Start with the usual setup code, given in the course notes.

Important

Please shutdown your RStudio session when you’re not using it.

Data

You can use this data. It’s the same as for a previous exercise, but we’ve also added gapminder_latest, which contains the data for just 2007 (so it’s just one row per country).

gapminder = px.data.gapminder()
gapminder_latest = gapminder.query("year == 2007")
just_usa = gapminder.query("country == 'United States'")

countries = [
  "China", "India", "United States",
  "Indonesia", "Brazil", "Pakistan",
  "Bangladesh", "Nigeria", "Japan"]

gapminder_9_countries = gapminder.query("country in @countries")

Part 1: Univariate analysis - Continuous

Pick one of the continuous variables. Make two different types of plots to show its distribution. (Use gapminder_latest, which has one row per country.)

Here are a few examples of different types of plots you could make.

Note: your plots might show different ticks than the examples below, since the ticks that plotly draws depends on the amount of vertical space that it has. Generally the defaults are fine; if you really want to tweak them, see the plotly course notes.

Checklist:

Part 2: Univariate Analysis - Categorical

Use px.histogram to make a bar plot of the number of countries by continent. (Use gapminder_latest, which has one row per country.)

Discuss the interpretation of this plot with your partner. (Why is this a px.histogram and not a px.bar?)

Part 2A: Adjustments

Try making the following adjustments to your plot:

Note

Plotly gives two ways to order categories: one is to use category_orders in the px.histogram call, and the other is to use update_xaxes (or update_yaxes) to set categoryorder.

See the plotly course notes for more details.

Part 2B: Data Wrangling

The px.histogram function did some data wrangling for you: it counted the number of countries in each continent. Try doing this yourself by using gapminder_latest.groupby("continent").size().

country_count_by_continent = gapminder_latest.groupby("continent", as_index=False).size()
country_count_by_continent
continent size
0 Africa 52
1 Americas 25
2 Asia 33
3 Europe 30
4 Oceania 2
Note

In the slides we showed an alternative approach using .value_counts. Grouping is more flexible, though, and we’ll be using it extensively next week.

Now make the plot again, using px.bar instead of px.histogram.

Note

You can use update_xaxes or update_yaxes to set categoryorder, or you can sort the data using .sort_values before passing it to px.bar.

Checklist:

Part 3: Bivariate: Relationship between numerical and categorical

Pick one of the continuous variables and plot its relationship with continent.

Note:

  • You may again want to use only 2007 data (gapminder_latest)
  • You may want to try using log_x = True or log_y = True, although note that these don’t work for some plot types in the current version of Plotly.

Make two different visualizations. Compare and contrast them.

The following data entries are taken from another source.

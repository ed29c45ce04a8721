use notifier_common::NotifierError;
use thiserror::Error;

/// Errors that can occur when talking to the schedule backend
#[derive(Error, Debug)]
pub enum ApiError {
    /// The backend answered with a non-2xx status
    #[error("HTTP error! status: {0}")]
    Status(u16),

    /// The request failed before a response arrived, or the body was unreadable
    #[error("HTTP request error: {0}")]
    Request(#[from] reqwest::Error),

    /// The configured base URL cannot carry path segments
    #[error("Invalid base URL: {0}")]
    InvalidUrl(String),
}

impl From<ApiError> for NotifierError {
    fn from(err: ApiError) -> Self {
        match err {
            ApiError::Status(status) => NotifierError::HttpStatus(status),
            ApiError::Request(err) => err.into(),
            ApiError::InvalidUrl(msg) => NotifierError::ConfigError(msg),
        }
    }
}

If there isn’t already a better ordering, boxplots should generally be ordered by median. But Plotly does not natively support this. You’d have to do it yourself. It might look something like (beware, ugly code ahead):

median_order = (
  gapminder_latest.groupby("continent", as_index=False)
  .agg(median_lifeExp=("lifeExp", "median"))
  .sort_values("median_lifeExp")
  ['continent'].tolist()
)
median_order
['Africa', 'Asia', 'Americas', 'Europe', 'Oceania']

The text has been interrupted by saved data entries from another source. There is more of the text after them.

/// A panel whose content depends on a remote load.
#[derive(Debug, Clone, PartialEq)]
pub enum Panel<T> {
    Loading { message: String, note: Option<String> },
    Error { message: String, retry: String },
    Ready(T),
}

#[derive(Debug, Clone, PartialEq)]
pub struct ProgressStep {
    pub number: usize,
    pub label: String,
    pub status: StepStatus,
}

#[derive(Debug, Clone, PartialEq)]
pub struct OnboardingView {
    pub progress: Vec<ProgressStep>,
    pub step: StepView,
}

#[derive(Debug, Clone, PartialEq)]
pub enum StepView {
    SelectClass {
        heading: String,
        placeholder: String,
        classes: Panel<Vec<Choice>>,
        next: Button,
    },
    SelectTeachers {
        heading: String,
        message: String,
        subjects: Panel<Vec<SubjectRow>>,
        back: Button,
        finish: Button,
        /// Blocking "enable notifications" notice.
        alert: Option<String>,
        error: Option<String>,
    },
    Complete {
        heading: String,
        message: String,
    },
}

#[derive(Debug, Clone, PartialEq)]
pub struct HomeView {
    pub class_name: String,
    pub heading: String,
    pub settings: String,
    pub filter_toggle: String,
    pub content: Panel<ChangeList>,
    pub overlay: Option<OverlayView>,
}

#[derive(Debug, Clone, PartialEq)]
pub enum ChangeList {
    Empty { heading: String, message: String },
    Changes(Vec<ChangeCard>),
}

#[derive(Debug, Clone, PartialEq)]
pub struct ChangeCard {
    pub change_type: ChangeType,
    pub label: String,
    pub date: String,
    pub teacher: String,
    pub subject: Option<String>,
    /// e.g. "Lesson 3"
    pub lesson: String,
    /// e.g. "Room: 204"
    pub room: Option<String>,
    pub description: Option<String>,
}

#[derive(Debug, Clone, PartialEq)]
pub enum OverlayView {
    Settings {
        title: String,
        edit_teachers: String,
        change_class: String,
        test_notification: String,
        back: String,
        /// Outcome line of the last test notification.
        status: Option<String>,
    },
    EditTeachers {
        title: String,
        subjects: Panel<Vec<SubjectRow>>,
        save: Button,
        cancel: Button,
        error: Option<String>,
    },
}

/// Localized lookups for one language.
#[derive(Clone, Copy)]
struct Tr<'a> {
    strings: &'a StringTable,
    language: Language,
}

impl Tr<'_> {
    fn t(&self, key: &str) -> String {
        self.strings.t(self.language, key).to_string()
    }

    /// "<label>: <detail>"
    fn labeled(&self, key: &str, detail: &str) -> String {
        format!("{}: {}", self.strings.t(self.language, key), detail)
    }
}

/// Maps a load onto a panel, with `error_key` prefixing the failure text.
fn panel<T, U>(tr: Tr<'_>, load: &Load<T>, error_key: &str, ready: impl FnOnce(&T) -> U) -> Panel<U> {
    match load {
        Load::Ready(value) => Panel::Ready(ready(value)),
        Load::Failed(err) => Panel::Error {
            message: tr.labeled(error_key, err),
            retry: tr.t(keys::TRY_AGAIN),
        },
        Load::Idle | Load::Loading => Panel::Loading {
            message: tr.t(keys::LOADING),
            note: None,
        },
    }
}

pub fn header(strings: &StringTable, language: Language) -> Header {
    Header {
        title: strings.t(language, keys::APP_TITLE).to_string(),
        language_toggle: strings.t(language, keys::LANG_TOGGLE).to_string(),
        language,
        direction: language.direction(),
    }
}

/// Banner for a push message; the title falls back to the localized "Notification".
pub fn banner(strings: &StringTable, language: Language, title: &str, body: &str) -> Banner {
    let title = if title.trim().is_empty() {
        strings.t(language, keys::NOTIFICATION).to_string()
    } else {
        title.to_string()
    };
    Banner {
        title,
        body: body.to_string(),
    }
}

fn subject_rows(tr: Tr<'_>, subjects: &[Subject], selections: &TeacherPreferences) -> Vec<SubjectRow> {
    subjects
        .iter()
        .map(|subject| {
            let chosen = selections.get(&subject.name);
            let mut choices = vec![Choice {
                value: String::new(),
                label: tr.t(keys::NO_TEACHER),
                selected: chosen.is_none(),
            }];
            choices.extend(subject.teachers.iter().map(|teacher| Choice {
                value: teacher.clone(),
                label: teacher.clone(),
                selected: chosen == Some(teacher.as_str()),
            }));
            SubjectRow {
                subject: subject.name.clone(),
                choices,
            }
        })
        .collect()
}

fn picker_panel(tr: Tr<'_>, picker: &TeacherPicker) -> Panel<Vec<SubjectRow>> {
    panel(tr, &picker.subjects, keys::ERROR_LOADING_SCHEDULE, |subjects| {
        subject_rows(tr, subjects, &picker.selections)
    })
}

fn class_choices(classes: &[ClassRef], selected: Option<&ClassRef>) -> Vec<Choice> {
    classes
        .iter()
        .map(|class| Choice {
            value: class.id.clone(),
            label: class.name.clone(),
            selected: selected.is_some_and(|s| s.id == class.id),
        })
        .collect()
}

pub fn onboarding_view(state: &OnboardingState, strings: &StringTable, language: Language) -> OnboardingView {
    let tr = Tr { strings, language };
    let labels = [keys::STEP1, keys::STEP2, keys::STEP3];
    let progress = state
        .progress()
        .iter()
        .zip(labels)
        .enumerate()
        .map(|(i, (status, key))| ProgressStep {
            number: i + 1,
            label: tr.t(key),
            status: *status,
        })
        .collect();

    let step = match state.step {
        OnboardingStep::SelectClass => StepView::SelectClass {
            heading: tr.t(keys::SELECT_CLASS),
            placeholder: tr.t(keys::SELECT_CLASS_PLACEHOLDER),
            classes: panel(tr, &state.classes, keys::ERROR_LOADING_CLASSES, |classes| {
                class_choices(classes, state.selected_class.as_ref())
            }),
            next: Button {
                label: tr.t(keys::NEXT),
                enabled: state.can_advance(),
            },
        },
        OnboardingStep::SelectTeachers => StepView::SelectTeachers {
            heading: tr.t(keys::SELECT_TEACHERS),
            message: tr.t(keys::SELECT_TEACHERS_MESSAGE),
            subjects: picker_panel(tr, &state.picker),
            back: Button {
                label: tr.t(keys::BACK),
                enabled: !state.submitting,
            },
            finish: Button {
                label: if state.submitting {
                    tr.t(keys::LOADING)
                } else {
                    tr.t(keys::FINISH)
                },
                enabled: state.can_finish(),
            },
            alert: state
                .permission_alert
                .then(|| tr.t(keys::NOTIFICATION_PERMISSION)),
            error: state
                .error
                .as_deref()
                .map(|err| tr.labeled(keys::ERROR_REGISTERING, err)),
        },
        OnboardingStep::Complete => StepView::Complete {
            heading: tr.t(keys::WELCOME),
            message: tr.t(keys::WELCOME_MESSAGE),
        },
    };

    OnboardingView { progress, step }
}

fn change_card(tr: Tr<'_>, change: &ScheduleChange) -> ChangeCard {
    ChangeCard {
        change_type: change.change_type,
        label: tr.t(change.change_type.label_key()),
        date: change.date.clone(),
        teacher: change.teacher.clone(),
        subject: change.subject.clone().filter(|s| !s.is_empty()),
        lesson: format!("{} {}", tr.t(keys::LESSON), change.lesson_number),
        room: change
            .new_room
            .as_deref()
            .filter(|room| !room.is_empty())
            .map(|room| tr.labeled(keys::ROOM, room)),
        description: change.description.clone().filter(|d| !d.is_empty()),
    }
}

Normally we’re not using pandas indexing in this class, but in this case the code would come out cleaner if we did:

median_order = (
  gapminder_latest.groupby("continent").median()
  .sort_values("lifeExp").index.tolist()
)
median_order
['Africa', 'Asia', 'Americas', 'Europe', 'Oceania']

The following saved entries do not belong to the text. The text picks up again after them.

//! Schedule backend client
//!
//! A thin typed wrapper over the backend REST API. Every call issues exactly one
//! request; there is no retry and no caching. Path parameters (class ids, device
//! tokens) are percent-encoded as URL path segments.

use std::time::Duration;

use notifier_common::create_client;
use notifier_common::models::{
    ClassRef, DeviceRegistration, ScheduleChange, Subject, TeacherPreferences, UserRecord,
};
use notifier_common::services::{BoxFuture, ScheduleService};
use notifier_common::{Language, NotifierError};
use notifier_config::ApiConfig;
use reqwest::{Client, Method, Url};
use serde::de::DeserializeOwned;
use serde::Serialize;
use tracing::{debug, warn};

use crate::error::ApiError;
use crate::models::{
    Acknowledgement, ChangesResponse, ClassesResponse, RegisterRequest, ScheduleResponse,
    TestNotificationRequest, UpdatePreferencesRequest, UserResponse,
};

/// Client for the schedule backend
#[derive(Debug, Clone)]
pub struct ApiClient {
    client: Client,
    base_url: Url,
}

impl ApiClient {
    /// Creates a client from the `[api]` configuration section.
    pub fn new(config: &ApiConfig) -> Result<Self, ApiError> {
        let client = create_client(config.timeout_secs.map(Duration::from_secs), true)?;
        Self::with_client(client, &config.base_url)
    }

    /// Creates a client around an existing reqwest client.
    pub fn with_client(client: Client, base_url: &str) -> Result<Self, ApiError> {
        let base_url = Url::parse(base_url)
            .map_err(|err| ApiError::InvalidUrl(format!("{}: {}", base_url, err)))?;
        if base_url.cannot_be_a_base() {
            return Err(ApiError::InvalidUrl(base_url.to_string()));
        }
        Ok(Self { client, base_url })
    }

    pub fn base_url(&self) -> &Url {
        &self.base_url
    }

    /// Appends `segments` to the base URL, encoding each one.
    fn endpoint(&self, segments: &[&str]) -> Result<Url, ApiError> {
        let mut url = self.base_url.clone();
        url.path_segments_mut()
            .map_err(|_| ApiError::InvalidUrl(self.base_url.to_string()))?
            .pop_if_empty()
            .extend(segments);
        Ok(url)
    }

    async fn send<B, T>(&self, method: Method, segments: &[&str], body: Option<&B>) -> Result<T, ApiError>
    where
        B: Serialize + ?Sized,
        T: DeserializeOwned,
    {
        let url = self.endpoint(segments)?;
        debug!(%method, %url, "backend request");

        let mut request = self.client.request(method.clone(), url.clone());
        if let Some(body) = body {
            request = request.json(body);
        }
        let response = request.send().await?;

        let status = response.status();
        if !status.is_success() {
            warn!(%method, %url, status = status.as_u16(), "backend returned an error status");
            return Err(ApiError::Status(status.as_u16()));
        }
        Ok(response.json::<T>().await?)
    }

    async fn get<T: DeserializeOwned>(&self, segments: &[&str]) -> Result<T, ApiError> {
        self.send::<(), T>(Method::GET, segments, None).await
    }

    pub async fn classes(&self) -> Result<Vec<ClassRef>, ApiError> {
        let response: ClassesResponse = self.get(&["classes"]).await?;
        Ok(response.classes)
    }

    pub async fn schedule(&self, class_id: &str) -> Result<Vec<Subject>, ApiError> {
        let response: ScheduleResponse = self.get(&["schedule", class_id]).await?;
        Ok(response.subjects)
    }

    pub async fn user(&self, device_token: &str) -> Result<UserRecord, ApiError> {
        let response: UserResponse = self.get(&["user", device_token]).await?;
        Ok(response.user)
    }

    pub async fn changes(&self, class_id: &str) -> Result<Vec<ScheduleChange>, ApiError> {
        let response: ChangesResponse = self.get(&["changes", class_id]).await?;
        Ok(response.changes)
    }

    /// Changes scraped on demand by the backend. Slow; callers show a loading note.
    pub async fn live_changes(&self, class_id: &str) -> Result<Vec<ScheduleChange>, ApiError> {
        let response: ChangesResponse = self.get(&["changes", "live", class_id]).await?;
        Ok(response.changes)
    }

    pub async fn register(&self, registration: &DeviceRegistration) -> Result<bool, ApiError> {
        let body = RegisterRequest {
            device_token: &registration.device_token,
            class_id: &registration.class.id,
            class_name: &registration.class.name,
            preferences: &registration.preferences,
            language: registration.language,
        };
        let ack: Acknowledgement = self.send(Method::POST, &["register"], Some(&body)).await?;
        if !ack.success {
            warn!(
                class_id = %registration.class.id,
                error = ack.error.as_deref().unwrap_or_default(),
                "backend declined the registration"
            );
        }
        Ok(ack.success)
    }

    pub async fn update_preferences(
        &self,
        device_token: &str,
        preferences: &TeacherPreferences,
        language: Language,
    ) -> Result<(), ApiError> {
        let body = UpdatePreferencesRequest {
            device_token,
            preferences,
            language,
        };
        let ack: Acknowledgement = self.send(Method::PUT, &["preferences"], Some(&body)).await?;
        debug!(success = ack.success, message = ?ack.message, "preferences updated");
        Ok(())
    }

    pub async fn test_notification(
        &self,
        device_token: &str,
        title: &str,
        body: &str,
    ) -> Result<bool, ApiError> {
        let body = TestNotificationRequest {
            device_token,
            title,
            body,
        };
        let ack: Acknowledgement = self
            .send(Method::POST, &["test-notification"], Some(&body))
            .await?;
        Ok(ack.success)
    }
}

impl ScheduleService for ApiClient {
    fn get_classes(&self) -> BoxFuture<'_, Vec<ClassRef>, NotifierError> {
        Box::pin(async move { Ok(self.classes().await?) })
    }

    fn get_schedule<'a>(&'a self, class_id: &'a str) -> BoxFuture<'a, Vec<Subject>, NotifierError> {
        Box::pin(async move { Ok(self.schedule(class_id).await?) })
    }

    fn get_user<'a>(&'a self, device_token: &'a str) -> BoxFuture<'a, UserRecord, NotifierError> {
        Box::pin(async move { Ok(self.user(device_token).await?) })
    }

    fn get_changes<'a>(
        &'a self,
        class_id: &'a str,
    ) -> BoxFuture<'a, Vec<ScheduleChange>, NotifierError> {
        Box::pin(async move { Ok(self.changes(class_id).await?) })
    }

    fn get_live_changes<'a>(
        &'a self,
        class_id: &'a str,
    ) -> BoxFuture<'a, Vec<ScheduleChange>, NotifierError> {
        Box::pin(async move { Ok(self.live_changes(class_id).await?) })
    }

    fn register<'a>(
        &'a self,
        registration: &'a DeviceRegistration,
    ) -> BoxFuture<'a, bool, NotifierError> {
        Box::pin(async move { Ok(ApiClient::register(self, registration).await?) })
    }

    fn update_preferences<'a>(
        &'a self,
        device_token: &'a str,
        preferences: &'a TeacherPreferences,
        language: Language,
    ) -> BoxFuture<'a, (), NotifierError> {
        Box::pin(async move {
            Ok(ApiClient::update_preferences(self, device_token, preferences, language).await?)
        })
    }

    fn send_test_notification<'a>(
        &'a self,
        device_token: &'a str,
        title: &'a str,
        body: &'a str,
    ) -> BoxFuture<'a, bool, NotifierError> {
        Box::pin(async move { Ok(self.test_notification(device_token, title, body).await?) })
    }
}

#[cfg(test)]
mod tests {
    use super::*;
    use serde_json::json;
    use wiremock::matchers::{body_json, method, path};
    use wiremock::{Mock, MockServer, ResponseTemplate};

    async fn client_for(server: &MockServer) -> ApiClient {
        let config = ApiConfig {
            base_url: format!("{}/api", server.uri()),
            timeout_secs: Some(5),
        };
        ApiClient::new(&config).unwrap()
    }

    #[tokio::test]
    async fn test_get_classes_unwraps_envelope() {
        let server = MockServer::start().await;
        Mock::given(method("GET"))
            .and(path("/api/classes"))
            .respond_with(ResponseTemplate::new(200).set_body_json(json!({
                "classes": [{"id": "10A", "name": "Grade 10 A"}, {"id": "11B", "name": "11B"}]
            })))
            .expect(1)
            .mount(&server)
            .await;

        let classes = client_for(&server).await.get_classes().await.unwrap();
        assert_eq!(
            classes,
            vec![ClassRef::new("10A", "Grade 10 A"), ClassRef::new("11B", "11B")]
        );
    }

    #[tokio::test]
    async fn test_schedule_path_segment_is_encoded() {
        let server = MockServer::start().await;
        Mock::given(method("GET"))
            .and(path("/api/schedule/10%2F2"))
            .respond_with(ResponseTemplate::new(200).set_body_json(json!({
                "subjects": [{"subject": "Math", "teachers": ["T1", "T2"]}]
            })))
            .expect(1)
            .mount(&server)
            .await;

        let subjects = client_for(&server).await.get_schedule("10/2").await.unwrap();
        assert_eq!(subjects, vec![Subject::new("Math", &["T1", "T2"])]);
    }

    #[tokio::test]
    async fn test_non_success_status_surfaces_status_code() {
        let server = MockServer::start().await;
        Mock::given(method("GET"))
            .and(path("/api/changes/10A"))
            .respond_with(ResponseTemplate::new(500))
            .expect(1)
            .mount(&server)
            .await;

        let err = client_for(&server).await.get_changes("10A").await.unwrap_err();
        assert_eq!(err, NotifierError::HttpStatus(500));
        assert_eq!(err.to_string(), "HTTP error! status: 500");
    }

    #[tokio::test]
    async fn test_live_changes_use_live_endpoint() {
        let server = MockServer::start().await;
        Mock::given(method("GET"))
            .and(path("/api/changes/live/10A"))
            .respond_with(ResponseTemplate::new(200).set_body_json(json!({
                "success": true,
                "changes": [{
                    "date": "12/03", "lesson_number": 2, "teacher": "T1",
                    "subject": "Math", "change_type": "room_change", "new_room": "204"
                }]
            })))
            .expect(1)
            .mount(&server)
            .await;

        let changes = client_for(&server).await.get_live_changes("10A").await.unwrap();
        assert_eq!(changes.len(), 1);
        assert_eq!(changes[0].new_room.as_deref(), Some("204"));
    }

    #[tokio::test]
    async fn test_get_user_reads_nested_record() {
        let server = MockServer::start().await;
        Mock::given(method("GET"))
            .and(path("/api/user/tok-1"))
            .respond_with(ResponseTemplate::new(200).set_body_json(json!({
                "user": {
                    "class_id": "10A", "class_name": "10A", "language": "en",
                    "preferences": {"Math": "T1"}
                }
            })))
            .mount(&server)
            .await;

        let user = client_for(&server).await.get_user("tok-1").await.unwrap();
        assert_eq!(user.language, Some(Language::En));
        assert_eq!(user.preferences.get("Math"), Some("T1"));
    }

    #[tokio::test]
    async fn test_register_sends_flat_body() {
        let server = MockServer::start().await;
        Mock::given(method("POST"))
            .and(path("/api/register"))
            .and(body_json(json!({
                "device_token": "tok-1",
                "class_id": "10A",
                "class_name": "Grade 10 A",
                "preferences": {"Math": "T1"},
                "language": "he"
            })))
            .respond_with(
                ResponseTemplate::new(200).set_body_json(json!({"success": true, "user_id": 7})),
            )
            .expect(1)
            .mount(&server)
            .await;

        let registration = DeviceRegistration {
            device_token: "tok-1".into(),
            class: ClassRef::new("10A", "Grade 10 A"),
            language: Language::He,
            preferences: [("Math", "T1")].into_iter().collect(),
        };
        let ok = ScheduleService::register(&client_for(&server).await, &registration)
            .await
            .unwrap();
        assert!(ok);
    }

    #[tokio::test]
    async fn test_update_preferences_puts_full_map() {
        let server = MockServer::start().await;
        Mock::given(method("PUT"))
            .and(path("/api/preferences"))
            .and(body_json(json!({
                "device_token": "tok-1",
                "preferences": {"English": "T3", "Math": "T2"},
                "language": "en"
            })))
            .respond_with(ResponseTemplate::new(200).set_body_json(json!({"success": true})))
            .expect(1)
            .mount(&server)
            .await;

        let prefs: TeacherPreferences = [("Math", "T2"), ("English", "T3")].into_iter().collect();
        ScheduleService::update_preferences(&client_for(&server).await, "tok-1", &prefs, Language::En)
            .await
            .unwrap();
    }

    #[tokio::test]
    async fn test_test_notification_reports_backend_flag() {
        let server = MockServer::start().await;
        Mock::given(method("POST"))
            .and(path("/api/test-notification"))
            .respond_with(
                ResponseTemplate::new(200)
                    .set_body_json(json!({"success": false, "error": "unknown token"})),
            )
            .mount(&server)
            .await;

        let sent = client_for(&server)
            .await
            .send_test_notification("tok-1", "Hi", "there")
            .await
            .unwrap();
        assert!(!sent);
    }

    #[test]
    fn test_invalid_base_url_is_rejected() {
        let err = ApiClient::with_client(Client::new(), "not a url").unwrap_err();
        assert!(matches!(err, ApiError::InvalidUrl(_)));
        let err: NotifierError = err.into();
        assert!(matches!(err, NotifierError::ConfigError(_)));
    }
}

Either way, we can use category_orders to set the order:

px.box(
  gapminder_latest,
  x="lifeExp", y="continent",
  category_orders={"continent": median_order}
)

plotly actually does support categoryorder="median ascending" or categoryorder="median descending", but there’s a bug with how it interacts with boxplots. Notice that the following plot is not ordered by median:

(
  px.box(
    gapminder_latest,
    x="gdpPercap", y="continent",
  )
  .update_yaxes(categoryorder="median descending")
)

Checklist:

Part 4: Bivariate with a discrete variable

Plott how the distribution of one of the continuous variables changes by year. Try making two different distribution plots.

What do you notice about what has happened to the shape of the distribution of different variables over the years?

Checklist:

Tip

You might need to set orientation = "h" to tell plotly which variable is the discrete one (since both have a numeric storage type).

(This used update_traces to make the violins wider, and to make them all point in the same direction.)

Note

Log scales for violin plot seem to be broken in Plotly. Boxplots seem to work though.

Submitting

Final checklist:

Check your work against all the checklists above. Submit your rendered html as usual.